Ha inciso notevolmente sull'andamento di certi reati. Abbiamo, inoltre, intercettazioni di soggetti che hanno deciso di non venire più in Italia. E alcune decine di migliala sono andati via, in Spagna, tanto che mi ha telefonato il collega di Madrid.

Anche su questo fronte, scontri e conflitti non sono mancati. Il Tar del Lazio ha bocciato l'identificazione dei campi.
Credo ci sarà appello al Consiglio di Stato. Io comunque guardo ai risultati: prima era tollerata ogni forma di degrado, adesso stiamo mettendo ordine e regole. A Napoli in un campo abusivo abbiamo trovato e arrestato un soggetto a cui erano intestate circa 500 auto di lusso.

Per rimanere in Campania, lei è entusiasta del cosiddetto 'modello Caserta'. Perché?
Non lo dico io, ma il procuratore della Repubblica di Santa Maria Capua Vetere, Vittorio Lembo: «Sono stati raggiunti risultati strabilianti» nella lotta al clan dei Casalesi.

Sono stati mandati 500 poliziotti e 400 militari.
Sì, ma è il sistema investigativo che si è rafforzato. Mentre poteva accadere il contrario: troppe divise in giro rischiavano di portare alla macchia e alla fuga i camorristi. Invece ne abbiamo arrestati molti. E proseguiremo.

Sul territorio, la sua linea è chiara: i sindaci sono il riferimento principale. Ma questo non sconvolge un sistema che finora ha funzionato?
La legge 121 del 1981, che disciplina l'amministrazione della sicurezza, risale a quasi 30 anni fa: lo scenario era diverso. Non c'era il problema dell'immigrazione, tanto per cominciare. Una revisione si impone.

Così intende portare l'Arma dei Carabinieri sotto l'ala del ministero dell'Interno?
I rapporti con l'Arma sono ottimi e intensi: lo sono stati con il comandante generale Gianfrancesco Siazzu e lo sono ora con il suo successore, Dino Gallitelli, che incontro quasi tutti i giorni. Il problema vero riguarda il personale.

Perché sono attesi forti esodi nei prossimi anni, legati a massicce immissioni di personale che ora giungono alla pensione.
Appunto: una revisione di quella legge si impone.

Intanto il Viminale punta sui sindaci, ora all'appuntamento con le ronde.
Per i volontari della sicurezza, accogliendo le richieste della Conferenza Stato-Città, abbiamo stabilito che i prefetti selezioneranno e abiliteranno le associazioni e i soggetti che si faranno avanti. Ma toccherà poi ai primi cittadini scegliere quali nuclei pattuglieranno le strade.
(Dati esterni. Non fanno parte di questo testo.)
//! Composite generator properties.

use crate::{assert_conforms, init_tracing, SEED};
use rand::rngs::StdRng;
use rand::SeedableRng;
use shapegen::{
    ArrayConfig, Catalog, Engine, GeneratorConfig, IntConfig, MapConfig, PointerConfig,
    RecordConfig, SequenceConfig, Shape, ShapeKind, StringConfig, Value,
};

#[test]
fn test_zero_length_array_has_no_value() {
    init_tracing();
    let engine = Engine::with_defaults();
    let mut rng = StdRng::seed_from_u64(SEED);

    for _ in 0..100 {
        assert_eq!(
            engine.generate(&Shape::array(0, Shape::Int8), &mut rng),
            Ok(None)
        );
    }
}

#[test]
fn test_empty_sequence_is_a_value() {
    init_tracing();
    let catalog = Catalog::new().with(
        ShapeKind::Sequence,
        SequenceConfig::new(0, 0, StringConfig::new(1, 3).into()),
    );
    let engine = Engine::new(catalog);
    let mut rng = StdRng::seed_from_u64(SEED);

    for _ in 0..100 {
        assert_eq!(
            engine.generate(&Shape::sequence(Shape::String), &mut rng),
            Ok(Some(Value::Sequence(vec![])))
        );
    }
}

#[test]
fn test_pointer_depth_three_never_nil() {
    init_tracing();
    let catalog = Catalog::new().with(
        ShapeKind::Pointer,
        PointerConfig {
            allow_nil: false,
            depth: 3,
            target: None,
        },
    );
    let engine = Engine::new(catalog);
    let shape = Shape::pointer(Shape::Int16, 3);
    let mut rng = StdRng::seed_from_u64(SEED);

    for _ in 0..1_000 {
        let value = engine.generate(&shape, &mut rng).unwrap().unwrap();
        assert!(!value.is_nil());
        assert_eq!(value.pointer_depth(), 3);
        assert_conforms(&value, &shape);
    }
}

#[test]
fn test_map_size_bounded() {
    init_tracing();
    let catalog = Catalog::new().with(
        ShapeKind::Map,
        MapConfig::new(
            5,
            5,
            StringConfig::new(5, 10).into(),
            IntConfig::new(0, 100).into(),
        ),
    );
    let engine = Engine::new(catalog);
    let shape = Shape::map(Shape::String, Shape::Int64);
    let mut rng = StdRng::seed_from_u64(SEED);

    for _ in 0..1_000 {
        let value = engine.generate(&shape, &mut rng).unwrap().unwrap();
        let map = value.as_map().unwrap();
        assert!(map.len() <= 5);
        for (k, v) in map.iter() {
            assert!((5..=10).contains(&k.as_str().unwrap().len()));
            assert!((0..=100).contains(&v.as_i64().unwrap()));
        }
    }
}

#[test]
fn test_default_collection_sizes() {
    init_tracing();
    let engine = Engine::with_defaults();
    let mut rng = StdRng::seed_from_u64(SEED);

    for _ in 0..1_000 {
        let value = engine
            .generate(&Shape::sequence(Shape::Bool), &mut rng)
            .unwrap()
            .unwrap();
        assert!(value.as_slice().unwrap().len() <= 5);

        let value = engine
            .generate(&Shape::map(Shape::Uint64, Shape::Bool), &mut rng)
            .unwrap()
            .unwrap();
        assert!((1..=5).contains(&value.as_map().unwrap().len()));
    }
}

#[test]
fn test_nested_shapes_conform() {
    init_tracing();
    let engine = Engine::with_defaults();
    let shape = Shape::record([
        ("id", Shape::Uint32),
        ("name", Shape::String),
        (
            "children",
            Shape::sequence(Shape::pointer(
                Shape::record([("weight", Shape::Float32), ("tag", Shape::Int8)]),
                1,
            )),
        ),
        ("lookup", Shape::map(Shape::Int16, Shape::array(3, Shape::Complex64))),
    ]);
    let mut rng = StdRng::seed_from_u64(SEED);

    for _ in 0..500 {
        let value = engine.generate(&shape, &mut rng).unwrap().unwrap();
        assert_conforms(&value, &shape);
    }
}

#[test]
fn test_record_fields_are_ordered_by_name() {
    init_tracing();
    let engine = Engine::with_defaults();
    let shape = Shape::record([("zeta", Shape::Bool), ("alpha", Shape::Bool), ("mid", Shape::Bool)]);
    let mut rng = StdRng::seed_from_u64(SEED);

    let value = engine.generate(&shape, &mut rng).unwrap().unwrap();
    let record = value.as_record().unwrap();
    assert_eq!(record.names().collect::<Vec<_>>(), vec!["alpha", "mid", "zeta"]);
}

#[test]
fn test_composite_catalog_entries_conform_to_differing_shapes() {
    init_tracing();
    // Every composite entry disagrees with the requested shapes in depth,
    // length or field set
    let catalog = Catalog::new()
        .with(
            ShapeKind::Pointer,
            PointerConfig {
                allow_nil: true,
                depth: 1,
                target: None,
            },
        )
        .with(
            ShapeKind::Array,
            ArrayConfig {
                length: 2,
                ..ArrayConfig::default()
            },
        )
        .with(
            ShapeKind::Record,
            RecordConfig::new()
                .field("extra", GeneratorConfig::from(StringConfig::new(1, 2)))
                .field("count", GeneratorConfig::from(IntConfig::new(1, 9))),
        )
        .with(
            ShapeKind::Sequence,
            SequenceConfig {
                min_len: 1,
                max_len: 3,
                ..SequenceConfig::default()
            },
        );
    let engine = Engine::new(catalog);
    let shapes = [
        Shape::pointer(Shape::Int64, 3),
        Shape::array(5, Shape::pointer(Shape::Uint16, 2)),
        Shape::record([("count", Shape::Uint32), ("name", Shape::String)]),
        Shape::sequence(Shape::record([(
            "inner",
            Shape::array(4, Shape::pointer(Shape::Bool, 4)),
        )])),
        Shape::map(Shape::String, Shape::pointer(Shape::array(1, Shape::Float64), 2)),
    ];
    let mut rng = StdRng::seed_from_u64(SEED);

    for shape in &shapes {
        for _ in 0..300 {
            let value = engine.generate(shape, &mut rng).unwrap().unwrap();
            assert_conforms(&value, shape);
        }
    }

    // Only the outermost pointer level may be nil
    for _ in 0..1_000 {
        let value = engine.generate(&shapes[0], &mut rng).unwrap().unwrap();
        assert!(value.is_nil() || value.pointer_depth() == 3, "{value:?}");
    }
}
Lei ritiene che i Comuni abbiano già dato un contributo ai risultati nel contrasto alla criminalità?
Ne sono certo. Con i poteri di ordinanza sono state prese molte decisioni che hanno avuto effetti innegabili. Un intervento anti-bivacco notturno, o contro il commercio clandestino, dispiega i suoi risultati anche oltre. E si riduce, per esempio, lo spaccio di stupefacenti.

I Patti sulla sicurezza, intanto, vanno avanti. Una linea già intrapresa dal suo predecessore, Giuliano Amato.
È vero. Con la differenza, però, che io li sto differenziando a seconda delle esigenze locali: non possono essere tutti uguali.

In quello recente, stipulato per il Garda, ci sono diversi livelli di governo.
Abbiamo riunito i 40 sindaci dei comuni del lago, le province di Brescia, Verona e Trento, le regioni Lombardia, Veneto e Trentino-Alto Adige. Significa coinvolgere e ottenere il contributo di ogni amministrazione interessata. Così, insieme, si combatte la criminalità ma si fa anche prevenzione efficace per la sicurezza stradale, per esempio.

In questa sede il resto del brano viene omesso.